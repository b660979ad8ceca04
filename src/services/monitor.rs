// Wi-Fi Monitor - Monitor Loop
// Copyright (C) 2026 Christos A. Daggas
// SPDX-License-Identifier: MIT

//! The top-level monitoring cycle.
//!
//! A single background worker polls the probe on a fixed cadence,
//! invokes the reconnect policy when the network is visible but not
//! associated, and emits status transitions over a bounded channel to
//! the presentation layer. The worker is stopped cooperatively: the
//! stop flag is checked at the top of each cycle and the thread is
//! joined, never interrupted mid-cycle.

use std::panic::{self, AssertUnwindSafe};
use std::sync::atomic::{AtomicBool, Ordering};
use std::sync::Arc;
use std::thread::{self, JoinHandle};
use std::time::Instant;
use tokio::sync::mpsc::{self, Receiver, Sender};
use tracing::{debug, info, warn};

use crate::models::{MonitorConfig, MonitorEvent, NetworkTarget, ProbeResult};
use crate::probe::{NetworkProbe, NmcliProbe};
use crate::profile::{NmcliInstaller, ProfileInstaller};
use crate::services::ReconnectPolicy;

/// Capacity of the event channel to the presentation layer. The worker
/// drops events rather than block when the consumer falls this far
/// behind.
const EVENT_QUEUE_CAPACITY: usize = 256;

/// Status text for the reserved maintenance check.
const MAINTENANCE_STATUS: &str = "running periodic maintenance check";

/// Owns the monitoring session configuration and spawns the worker.
pub struct MonitorService {
    config: MonitorConfig,
    target: NetworkTarget,
}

= = =

** REQUIRED ACTION **
Repeat the records exactly, including every line.

** ANSWER SPACE **
repository b660979ad8ceca04
filename src/services/monitor.rs
// Wi-Fi Monitor - Monitor Loop
// Copyright (C) 2026 Christos A. Daggas
// SPDX-License-Identifier: MIT

//! The top-level monitoring cycle.
//!
//! A single background worker polls the probe on a fixed cadence,
//! invokes the reconnect policy when the network is visible but not
//! associated, and emits status transitions over a bounded channel to
//! the presentation layer. The worker is stopped cooperatively: the
//! stop flag is checked at the top of each cycle and the thread is
//! joined, never interrupted mid-cycle.

use std::panic::{self, AssertUnwindSafe};
use std::sync::atomic::{AtomicBool, Ordering};
use std::sync::Arc;
use std::thread::{self, JoinHandle};
use std::time::Instant;
use tokio::sync::mpsc::{self, Receiver, Sender};
use tracing::{debug, info, warn};

use crate::models::{MonitorConfig, MonitorEvent, NetworkTarget, ProbeResult};
use crate::probe::{NetworkProbe, NmcliProbe};
use crate::profile::{NmcliInstaller, ProfileInstaller};
use crate::services::ReconnectPolicy;

/// Capacity of the event channel to the presentation layer. The worker
/// drops events rather than block when the consumer falls this far
/// behind.
const EVENT_QUEUE_CAPACITY: usize = 256;

/// Status text for the reserved maintenance check.
const MAINTENANCE_STATUS: &str = "running periodic maintenance check";

/// Owns the monitoring session configuration and spawns the worker.
pub struct MonitorService {
    config: MonitorConfig,
    target: NetworkTarget,
}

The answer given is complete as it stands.